Because we always said we’d raise them in Lakeside—the same small, Jersey town I grew up in. Because the boys are happy here—their schools, their friends, their sports teams, our family—all here. Because so much had already changed for them, I didn’t want that to change too.

So now I’m also that guy. A single dad.

And Stacey? Well, she’s . . . something else.

“Then she got her nails done at the salon and made me sit next to her,” Spencer says. “I had to use my inhaler three times.”

I don’t hate my ex-wife. Really. Most of the time I don’t feel anything for her, except a discomforting confusion over how the woman she was when we got married could be so insanely different from the person she is today.

But at times like this—when my sweet, soft-hearted kid looks up at me with big brown kicked-puppy-dog eyes—hatred is really fucking tempting.

So is taking Stacey’s prized possessions—her Christian Louboutin shoes and that stupid Birkin bag and her butt-ugly Chanel dress—and setting them on fire in the backyard. We could roast marshmallows—throw in a couple beers, it’d be just like college.

It would also be . . . unhelpful. Counterproductive.

See, I’m a doctor—an emergency department attending at Lakeside Memorial. I believe in science, medicine. I believe mental and emotional health is every bit as important as physical. I’ve seen sick kids—kids who will never, ever have the chance to get better—and there’s nothing on earth more important to me than my sons’ well-being.

Which means pyromania will only be happening in my dreams.

And while I’ll definitely be calling my ex-wife later to tell her what she should already goddamn know—not to take Spencer somewhere that’s going to aggravate his asthma—right now I crouch down in front of him and do what good divorced parents do.

Suck it up. Make this okay for him. Make him understand how this works, in the gentlest way possible.

My oldest son has other ideas.

“I don’t know why you still see her on her weekends. Brayden and I barely go anymore. Mom’s a bitch, Spencer.”
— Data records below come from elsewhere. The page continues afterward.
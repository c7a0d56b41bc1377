use egui::{
    FontData, FontFamily,
    epaint::text::{FontInsert, FontPriority, InsertFontFamily},
};

/// Registers a user-supplied font as the preferred proportional font.
pub fn add_font(ctx: &egui::Context, font_data: Vec<u8>) {
    let data = FontData::from_owned(font_data);
    ctx.add_font(FontInsert::new(
        "qrstudio user font",
        data,
        vec![InsertFontFamily {
            family: FontFamily::Proportional,
            priority: FontPriority::Highest,
        }],
    ));
}
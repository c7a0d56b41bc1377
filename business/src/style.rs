//! User-controlled generation parameters.
//!
//! [`QrStyle`] is everything the form collects: the data to encode, the
//! dark-module color, the export size and format, and the logo overlay.

use std::path::{Path, PathBuf};

use serde::{Deserialize, Serialize};

use crate::color::QrColor;

pub const MIN_SIZE_PX: u32 = 100;
pub const MAX_SIZE_PX: u32 = 1000;
pub const DEFAULT_SIZE_PX: u32 = 300;

pub const MIN_LOGO_PERCENT: u32 = 10;
pub const MAX_LOGO_PERCENT: u32 = 50;
pub const DEFAULT_LOGO_PERCENT: u32 = 25;

/// Side of the on-screen preview, independent of the export size.
pub const PREVIEW_SIZE_PX: u32 = 300;

/// Output file format.
#[derive(Debug, Clone, Copy, PartialEq, Eq, Hash, Default, Serialize, Deserialize)]
#[serde(rename_all = "lowercase")]
pub enum ExportFormat {
    #[default]
    Png,
    Jpeg,
    Svg,
}

impl ExportFormat {
    pub const ALL: [Self; 3] = [Self::Png, Self::Jpeg, Self::Svg];

    pub const fn label(self) -> &'static str {
        match self {
            Self::Png => "PNG",
            Self::Jpeg => "JPEG",
            Self::Svg => "SVG",
        }
    }

    pub const fn extension(self) -> &'static str {
        match self {
            Self::Png => "png",
            Self::Jpeg => "jpeg",
            Self::Svg => "svg",
        }
    }

    /// Case-insensitive; `jpg` is accepted as JPEG.
    pub fn from_extension(ext: &str) -> Option<Self> {
        match ext.to_ascii_lowercase().as_str() {
            "png" => Some(Self::Png),
            "jpg" | "jpeg" => Some(Self::Jpeg),
            "svg" => Some(Self::Svg),
            _ => None,
        }
    }

    pub fn from_path(path: &Path) -> Option<Self> {
        path.extension()
            .and_then(|ext| ext.to_str())
            .and_then(Self::from_extension)
    }

    /// `qr_code.<ext>`, the name proposed by the save dialog.
    pub fn default_file_name(self) -> String {
        format!("qr_code.{}", self.extension())
    }

    pub(crate) fn image_format(self) -> Option<image::ImageFormat> {
        match self {
            Self::Png => Some(image::ImageFormat::Png),
            Self::Jpeg => Some(image::ImageFormat::Jpeg),
            Self::Svg => None,
        }
    }
}

impl std::fmt::Display for ExportFormat {
    fn fmt(&self, f: &mut std::fmt::Formatter<'_>) -> std::fmt::Result {
        f.write_str(self.label())
    }
}

/// Logo overlay settings.
#[derive(Debug, Clone, PartialEq, Eq, Serialize, Deserialize)]
#[serde(default)]
pub struct LogoOptions {
    pub enabled: bool,
    pub path: Option<PathBuf>,
    pub size_percent: u32,
}

impl Default for LogoOptions {
    fn default() -> Self {
        Self {
            enabled: false,
            path: None,
            size_percent: DEFAULT_LOGO_PERCENT,
        }
    }
}

impl LogoOptions {
    /// Disabling forgets the chosen file.
    pub fn set_enabled(&mut self, enabled: bool) {
        self.enabled = enabled;
        if !enabled {
            self.path = None;
        }
    }

    /// The logo to composite, if the overlay is enabled and a file is chosen.
    pub fn active_path(&self) -> Option<&Path> {
        if self.enabled {
            self.path.as_deref()
        } else {
            None
        }
    }

    /// File name shown next to the picker.
    pub fn file_name(&self) -> Option<String> {
        self.path
            .as_deref()
            .and_then(Path::file_name)
            .map(|name| name.to_string_lossy().into_owned())
    }
}

/// Everything needed to produce a QR image.
#[derive(Debug, Clone, PartialEq, Eq, Serialize, Deserialize)]
#[serde(default)]
pub struct QrStyle {
    pub data: String,
    pub color: QrColor,
    pub size_px: u32,
    pub format: ExportFormat,
    pub logo: LogoOptions,
}

impl Default for QrStyle {
    fn default() -> Self {
        Self {
            data: String::new(),
            color: QrColor::BLACK,
            size_px: DEFAULT_SIZE_PX,
            format: ExportFormat::Png,
            logo: LogoOptions::default(),
        }
    }
}

impl QrStyle {
    pub fn trimmed_data(&self) -> &str {
        self.data.trim()
    }

    pub fn has_data(&self) -> bool {
        !self.trimmed_data().is_empty()
    }

    /// Brings numeric fields back into their allowed ranges.
    #[must_use]
    pub fn clamp(mut self) -> Self {
        self.size_px = self.size_px.clamp(MIN_SIZE_PX, MAX_SIZE_PX);
        self.logo.size_percent = self
            .logo
            .size_percent
            .clamp(MIN_LOGO_PERCENT, MAX_LOGO_PERCENT);
        self
    }

    /// Copy suitable for persisting between sessions: no data, no logo file.
    #[must_use]
    pub fn persisted(&self) -> Self {
        Self {
            data: String::new(),
            logo: LogoOptions {
                enabled: false,
                path: None,
                size_percent: self.logo.size_percent,
            },
            ..self.clone()
        }
    }
}
use egui::{Button, Response, RichText, Ui, vec2};

use crate::actions::save_generated;
use crate::generation::start_generation;
use crate::state::State;
use crate::utils::colors::COLOR_ACCENT;

pub const GENERATE_LABEL: &str = "Generate QR code";
pub const GENERATING_LABEL: &str = "Generating...";
pub const SAVE_LABEL: &str = "Save QR code";

/// Generate and save buttons. Save stays disabled until a code exists.
pub fn action_buttons(state: &mut State, ui: &mut Ui) -> Response {
    let button_size = vec2(180.0, 32.0);

    ui.horizontal(|ui| {
        let total = button_size.x * 2.0 + ui.spacing().item_spacing.x;
        ui.add_space(((ui.available_width() - total) / 2.0).max(0.0));

        if state.generation.is_running() {
            ui.add_enabled(false, Button::new(GENERATING_LABEL).min_size(button_size));
            ui.spinner();
        } else {
            let generate = Button::new(RichText::new(GENERATE_LABEL).strong())
                .fill(COLOR_ACCENT)
                .min_size(button_size);
            if ui.add(generate).clicked() {
                start_generation(state, ui.ctx());
            }
        }

        let save = Button::new(SAVE_LABEL).min_size(button_size);
        if ui.add_enabled(state.has_generated(), save).clicked() {
            save_generated(state);
        }
    })
    .response
}
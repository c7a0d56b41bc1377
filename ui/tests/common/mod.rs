use std::path::{Path, PathBuf};
use std::sync::{Arc, Mutex};
use std::time::{Duration, Instant};

use egui_kittest::Harness;
use qrstudio_business::ExportFormat;
use qrstudio_ui::QrStudioApp;
use qrstudio_ui::state::State;
use qrstudio_ui::utils::file_picker::FileDialogHandler;

/// Window size matching the app's default viewport, tall enough to show
/// every section without scrolling.
pub const WINDOW_SIZE: [f32; 2] = [650.0, 900.0];

/// Frames to run after an interaction so the UI settles.
pub const UI_PROPAGATION_FRAMES: usize = 5;

/// File dialog answering with preset paths and recording save requests.
#[derive(Clone, Default)]
pub struct MockDialog {
    pub logo: Option<PathBuf>,
    pub save: Option<PathBuf>,
    pub save_requests: Arc<Mutex<Vec<(ExportFormat, Option<PathBuf>)>>>,
}

impl MockDialog {
    #[allow(unused)]
    pub fn saving_to(path: impl Into<PathBuf>) -> Self {
        Self {
            save: Some(path.into()),
            ..Self::default()
        }
    }

    #[allow(unused)]
    pub fn requests(&self) -> Vec<(ExportFormat, Option<PathBuf>)> {
        self.save_requests
            .lock()
            .map(|r| r.clone())
            .unwrap_or_default()
    }
}

impl FileDialogHandler for MockDialog {
    fn pick_logo(&self) -> Option<PathBuf> {
        self.logo.clone()
    }

    fn pick_save_path(&self, format: ExportFormat, directory: Option<&Path>) -> Option<PathBuf> {
        if let Ok(mut requests) = self.save_requests.lock() {
            requests.push((format, directory.map(Path::to_path_buf)));
        }
        self.save.clone()
    }
}

pub struct TestCtx<'a, T = State> {
    harness: Harness<'a, T>,
}

impl<'a, T> TestCtx<'a, T> {
    pub fn harness_mut(&mut self) -> &mut Harness<'a, T> {
        &mut self.harness
    }

    #[allow(unused)]
    pub fn harness(&self) -> &Harness<'a, T> {
        &self.harness
    }

    /// Runs frames until `done` holds, giving background work time to finish.
    #[allow(unused)]
    pub fn step_until(&mut self, mut done: impl FnMut(&T) -> bool) {
        let deadline = Instant::now() + Duration::from_secs(10);
        while !done(self.harness.state()) {
            assert!(Instant::now() < deadline, "condition not reached in time");
            self.harness.step();
            std::thread::sleep(Duration::from_millis(10));
        }
        for _ in 0..UI_PROPAGATION_FRAMES {
            self.harness.step();
        }
    }
}

impl<'a> TestCtx<'a, State> {
    #[allow(unused)]
    pub fn new(dialog: MockDialog, app: impl FnMut(&mut egui::Ui, &mut State) + 'a) -> Self {
        let _ = env_logger::builder().is_test(true).try_init();
        let harness = Harness::builder()
            .with_size(WINDOW_SIZE)
            .build_ui_state(app, State::test(dialog));
        Self { harness }
    }
}

impl<'a> TestCtx<'a, QrStudioApp> {
    #[allow(unused)]
    pub fn new_app(dialog: MockDialog) -> Self {
        let _ = env_logger::builder().is_test(true).try_init();
        let app = QrStudioApp::builder().state(State::test(dialog)).build();
        let harness = Harness::builder()
            .with_size(WINDOW_SIZE)
            .build_eframe(|_| app);
        Self { harness }
    }
}
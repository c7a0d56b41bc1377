//! Domain logic for QR Studio.
//!
//! Encoding is delegated to `qrcode` and pixel work to `image`; this crate
//! wires them together with the parameters collected by the UI:
//!
//! - [`style`]: what the user chose
//! - [`render`]: the generate operation
//! - [`export`]: the save operation
//! - [`config`]: startup defaults from the environment

pub mod color;
pub mod config;
pub mod encode;
pub mod error;
pub mod export;
pub mod logo;
pub mod render;
pub mod style;
pub mod svg;

pub use color::QrColor;
pub use config::StudioConfig;
pub use error::{QrStudioError, Result};
pub use render::{GeneratedQr, generate};
pub use style::{ExportFormat, LogoOptions, PREVIEW_SIZE_PX, QrStyle};

pub use qrstudio_utils::version_info;
use qrstudio_business::QrStyle;

use crate::{state::State, widgets};

/// Storage key of the last-used appearance.
pub const STYLE_KEY: &str = "qrstudio.style";

/// The QR Studio window.
#[derive(bon::Builder)]
pub struct QrStudioApp {
    #[builder(default)]
    pub state: State,
}

impl QrStudioApp {
    /// Applies the appearance saved by a previous session, if any.
    pub fn restore(mut self, storage: Option<&dyn eframe::Storage>) -> Self {
        if let Some(style) = storage.and_then(|s| eframe::get_value::<QrStyle>(s, STYLE_KEY)) {
            self.state.restore_style(style);
        }
        self
    }
}

impl eframe::App for QrStudioApp {
    /// Called each time the UI needs repainting, which may be many times per second.
    fn update(&mut self, ctx: &egui::Context, _frame: &mut eframe::Frame) {
        egui::TopBottomPanel::bottom("version_footer").show(ctx, |ui| {
            ui.horizontal(|ui| {
                widgets::version_footer(ui);
            });
        });

        egui::CentralPanel::default().show(ctx, |ui| {
            egui::ScrollArea::vertical()
                .auto_shrink([false, false])
                .show(ui, |ui| {
                    widgets::studio_ui(&mut self.state, ui);
                });
        });
    }

    fn save(&mut self, storage: &mut dyn eframe::Storage) {
        eframe::set_value(storage, STYLE_KEY, &self.state.style.persisted());
    }
}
“Aaron,” my voice snaps, firm and disapproving.

Because a seventeen-year-old’s brain isn’t so different from a dog’s—it’s not the words you say, but how you say them.

“You’re right; that sounded kind of messed up,” he concedes. Then he puts his hand on his brother’s shoulder. “Mom’s an asshole, Spence.”

I give him an irritated look and say the magic words that are guaranteed to remove him from the discussion.

“Isn’t there an electronic device calling your name somewhere?”

He salutes me with his glass of milk. “Touché.”

After Aaron walks out the kitchen door, I turn back to Spencer.

“Mom loves you, buddy.”

“Then why is she acting like this?” he asks in that whispery, wounded tone that isn’t anything like whining.